▽

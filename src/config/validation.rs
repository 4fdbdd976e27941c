use crate::config::types::{Config, CrawlerConfig, EmbeddingConfig, StorageConfig};
use crate::ConfigError;
use regex::Regex;

/// Validates the entire configuration
pub fn validate(config: &Config) -> Result<(), ConfigError> {
    validate_crawler_config(&config.crawler)?;
    validate_storage_config(&config.storage)?;
    validate_embedding_config(&config.embedding)?;
    validate_blacklist(&config.blacklist)?;
    Ok(())
}

/// Validates crawler configuration
fn validate_crawler_config(config: &CrawlerConfig) -> Result<(), ConfigError> {
    if config.workers < 1 || config.workers > 128 {
        return Err(ConfigError::Validation(format!(
            "workers must be between 1 and 128, got {}",
            config.workers
        )));
    }

    if config.fetch_timeout_ms < 100 {
        return Err(ConfigError::Validation(format!(
            "fetch-timeout-ms must be >= 100ms, got {}ms",
            config.fetch_timeout_ms
        )));
    }

    if config.max_queue_size < 1 {
        return Err(ConfigError::Validation(
            "max-queue-size must be >= 1".to_string(),
        ));
    }

    if config.max_visited_size < 1 {
        return Err(ConfigError::Validation(
            "max-visited-size must be >= 1".to_string(),
        ));
    }

    if config.max_domain_visits < 1 {
        return Err(ConfigError::Validation(
            "max-domain-visits must be >= 1".to_string(),
        ));
    }

    Ok(())
}

/// Validates storage configuration
fn validate_storage_config(config: &StorageConfig) -> Result<(), ConfigError> {
    if config.database_path.is_empty() {
        return Err(ConfigError::Validation(
            "database-path cannot be empty".to_string(),
        ));
    }
    Ok(())
}

/// Validates embedding configuration
fn validate_embedding_config(config: &EmbeddingConfig) -> Result<(), ConfigError> {
    if config.enabled && config.vectors_path.is_empty() {
        return Err(ConfigError::Validation(
            "vectors-path cannot be empty when embedding is enabled".to_string(),
        ));
    }
    Ok(())
}

/// Validates that every blacklist pattern compiles as a regex
fn validate_blacklist(patterns: &[String]) -> Result<(), ConfigError> {
    for pattern in patterns {
        Regex::new(pattern).map_err(|e| ConfigError::InvalidPattern {
            pattern: pattern.clone(),
            message: e.to_string(),
        })?;
    }
    Ok(())
}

△

## Your goal
Please output the entire listing exactly as it stands.

## Answer to this problem
filename src/config/validation.rs
repository 4fdbdd976e27941c
use crate::config::types::{Config, CrawlerConfig, EmbeddingConfig, StorageConfig};
use crate::ConfigError;
use regex::Regex;

/// Validates the entire configuration
pub fn validate(config: &Config) -> Result<(), ConfigError> {
    validate_crawler_config(&config.crawler)?;
    validate_storage_config(&config.storage)?;
    validate_embedding_config(&config.embedding)?;
    validate_blacklist(&config.blacklist)?;
    Ok(())
}

/// Validates crawler configuration
fn validate_crawler_config(config: &CrawlerConfig) -> Result<(), ConfigError> {
    if config.workers < 1 || config.workers > 128 {
        return Err(ConfigError::Validation(format!(
            "workers must be between 1 and 128, got {}",
            config.workers
        )));
    }

    if config.fetch_timeout_ms < 100 {
        return Err(ConfigError::Validation(format!(
            "fetch-timeout-ms must be >= 100ms, got {}ms",
            config.fetch_timeout_ms
        )));
    }

    if config.max_queue_size < 1 {
        return Err(ConfigError::Validation(
            "max-queue-size must be >= 1".to_string(),
        ));
    }

    if config.max_visited_size < 1 {
        return Err(ConfigError::Validation(
            "max-visited-size must be >= 1".to_string(),
        ));
    }

    if config.max_domain_visits < 1 {
        return Err(ConfigError::Validation(
            "max-domain-visits must be >= 1".to_string(),
        ));
    }

    Ok(())
}

/// Validates storage configuration
fn validate_storage_config(config: &StorageConfig) -> Result<(), ConfigError> {
    if config.database_path.is_empty() {
        return Err(ConfigError::Validation(
            "database-path cannot be empty".to_string(),
        ));
    }
    Ok(())
}

/// Validates embedding configuration
fn validate_embedding_config(config: &EmbeddingConfig) -> Result<(), ConfigError> {
    if config.enabled && config.vectors_path.is_empty() {
        return Err(ConfigError::Validation(
            "vectors-path cannot be empty when embedding is enabled".to_string(),
        ));
    }
    Ok(())
}

/// Validates that every blacklist pattern compiles as a regex
fn validate_blacklist(patterns: &[String]) -> Result<(), ConfigError> {
    for pattern in patterns {
        Regex::new(pattern).map_err(|e| ConfigError::InvalidPattern {
            pattern: pattern.clone(),
            message: e.to_string(),
        })?;
    }
    Ok(())
}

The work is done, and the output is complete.